Exercise
Every record here needs to be retyped exactly.

Given entries
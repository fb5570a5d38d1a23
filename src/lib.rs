//! Prayer times in the terminal.
//!
//! The `schedule` module is the clock-driven core: it resolves the current
//! and next prayer from a day's six slots, formats the countdown and decides
//! when restricted-time advisories open. Everything else feeds it (offline
//! calculation, cache, config) or presents it (CLI, TUI).

pub mod cli;
pub mod config;
pub mod db;
pub mod error;
pub mod i18n;
pub mod models;
pub mod prayer_times;
pub mod schedule;
pub mod tui;
pub mod utils;

pub use error::ScheduleError;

Answer below
repository fb5570a5d38d1a23
filename src/lib.rs
//! Prayer times in the terminal.
//!
//! The `schedule` module is the clock-driven core: it resolves the current
//! and next prayer from a day's six slots, formats the countdown and decides
//! when restricted-time advisories open. Everything else feeds it (offline
//! calculation, cache, config) or presents it (CLI, TUI).

pub mod cli;
pub mod config;
pub mod db;
pub mod error;
pub mod i18n;
pub mod models;
pub mod prayer_times;
pub mod schedule;
pub mod tui;
pub mod utils;

pub use error::ScheduleError;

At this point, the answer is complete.